Bloom thinks of Queen Victoria's ostentatious mourning for
her prematurely deceased husband, Albert, and of the
ostentatious mourning that she prescribed for her own passing,
as a tad overdone: "Drawn on a guncarriage. Victoria and
Albert. Frogmore memorial mourning." On 2 February
1901 the Queen's coffin, bearing her body dressed in a white
dress and her wedding veil, was indeed drawn on a gun
carriage, in an immense procession of soldiers, sailors, and
leaders bedecked in military regalia, serenaded by the booming
of naval guns. Two days later, the coffin was placed in a huge
sarcophagus in the richly appointed Frogmore mausoleum that
she had ordered to house herself and her beloved husband in
death.
Rather than be buried in Westminster Abbey, Victoria and
Albert desired a mausoleum of their own, and had long planned
to build one. When Albert unexpectedly died in 1861, work had
already begun on a mausoleum for the queen's mother on the
grounds of the Frogmore Estate that adjoins Windsor Castle, in
Berkshire. (The park is so called because many frogs live in
the surrounding marshes.) Albert's death accelerated plans for
a royal resting place. The building was finished in a year,
and the interior decorations, which are opulent and ornate,
were completed over the next decade. At the center of all the
show, Victoria's coffin lies beside Albert's in a 30-ton
sarcophagus carved from a single block of flawless, polished
Aberdeen granite.
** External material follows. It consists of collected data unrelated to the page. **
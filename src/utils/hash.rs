use crate::error::AppError;
use argon2::{
    Argon2,
    password_hash::{PasswordHash, PasswordHasher, PasswordVerifier, SaltString, rand_core::OsRng},
};

/// Hashes a plaintext password with Argon2 and a fresh random salt.
pub fn hash_password(password: &str) -> Result<String, AppError> {
    let salt = SaltString::generate(&mut OsRng);

    Argon2::default()
        .hash_password(password.as_bytes(), &salt)
        .map(|h| h.to_string())
        .map_err(|e| AppError::InternalServerError(format!("password hashing failed: {e}")))
}

/// Checks a plaintext password against a stored Argon2 hash.
/// A mismatch is `Ok(false)`; only a malformed stored hash is an error.
pub fn verify_password(password: &str, stored: &str) -> Result<bool, AppError> {
    let parsed = PasswordHash::new(stored)
        .map_err(|e| AppError::InternalServerError(format!("corrupt password hash: {e}")))?;

    Ok(Argon2::default()
        .verify_password(password.as_bytes(), &parsed)
        .is_ok())
}
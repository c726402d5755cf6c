// src/models/attempt.rs

use serde::{Deserialize, Serialize};
use sqlx::FromRow;
use validator::Validate;

/// Represents the 'attempts' table: one run of the intelligence test.
///
/// State machine: OPEN (no results) -> SCORED (concluded=true, results
/// written) -> AUTHORIZED. Transitions are one-directional.
#[derive(Debug, Clone, FromRow, Serialize, Deserialize)]
pub struct Attempt {
    pub id: i64,

    /// Owning user; None for anonymous attempts.
    pub user_id: Option<i64>,

    /// Name/email snapshot taken at submission time.
    pub display_name: Option<String>,
    pub display_email: Option<String>,

    pub concluded: bool,

    /// One-way latch flipped by a privileged actor; gates result visibility.
    pub authorized: bool,

    pub total_score: i64,

    pub dominant_category_id: Option<i64>,

    pub created_at: Option<chrono::DateTime<chrono::Utc>>,
}

/// Represents the 'responses' table: the chosen option for one question.
/// At most one row per (attempt, question); re-submission is last-write-wins.
#[derive(Debug, Clone, FromRow, Serialize, Deserialize)]
pub struct Response {
    pub id: i64,
    pub attempt_id: i64,
    pub question_id: i64,
    pub option_id: i64,
    pub created_at: Option<chrono::DateTime<chrono::Utc>>,
}

/// A response joined with its question and option, as the scoring engine and
/// the projector consume it. Option values come from the catalog row, never
/// from the client.
#[derive(Debug, Clone, FromRow, Serialize)]
pub struct ResponseDetail {
    pub id: i64,
    pub question_id: i64,
    pub question_text: String,
    pub category_id: i64,
    pub option_id: i64,
    pub option_label: String,
    pub option_value: i64,
}

/// Represents the 'results' table: one scored category of an attempt.
#[derive(Debug, Clone, FromRow, Serialize, Deserialize)]
pub struct CategoryResult {
    pub id: i64,
    pub attempt_id: i64,
    pub category_id: i64,
    /// Sum of chosen option values over this category's answered questions.
    pub score: i64,
    /// 0..100, two-decimal rounding, normalized over the answered subset.
    pub percent: f64,
    pub approved: Option<bool>,
    pub created_at: Option<chrono::DateTime<chrono::Utc>>,
}

/// An attempt row joined with the owning user, for admin listings.
#[derive(Debug, Clone, FromRow, Serialize)]
pub struct AttemptSummary {
    pub id: i64,
    pub user_id: Option<i64>,
    pub user_name: Option<String>,
    pub user_email: Option<String>,
    pub display_name: Option<String>,
    pub display_email: Option<String>,
    pub concluded: bool,
    pub authorized: bool,
    pub total_score: i64,
    pub dominant_category_id: Option<i64>,
    pub created_at: Option<chrono::DateTime<chrono::Utc>>,
}

/// One (question, option) pair of a submission.
#[derive(Debug, Clone, Copy, Serialize, Deserialize)]
pub struct ResponsePair {
    pub question_id: i64,
    pub option_id: i64,
}

/// DTO for submitting a complete test run.
#[derive(Debug, Deserialize, Validate)]
pub struct SubmitAttemptRequest {
    pub user_id: Option<i64>,
    #[validate(length(max = 200))]
    pub display_name: Option<String>,
    #[validate(length(max = 200))]
    pub display_email: Option<String>,
    #[validate(length(min = 1, message = "At least one response is required."))]
    pub responses: Vec<ResponsePair>,
}

/// What the caller gets back from a submission.
#[derive(Debug, Serialize)]
pub struct SubmitOutcome {
    pub attempt_id: i64,
    pub concluded: bool,
    pub authorized: bool,
}

/// Query parameters for listing attempts.
#[derive(Debug, Deserialize)]
pub struct ListAttemptsParams {
    pub user_id: Option<i64>,
    pub limit: Option<i64>,
    pub offset: Option<i64>,
}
Marble effigies of the Queen and her Prince
Consort adorn the top of the sarcophagus.
Bloom's comment on Victoria's decision, late in her life, to
moderate slightly her extravagant personal mourning for
Albert—"But in the end she put a few violets in her
bonnet. Vain in her heart of hearts"—seems to imply
also a criticism of her very public funerary arrangements.
Dead bodies do not require such attention.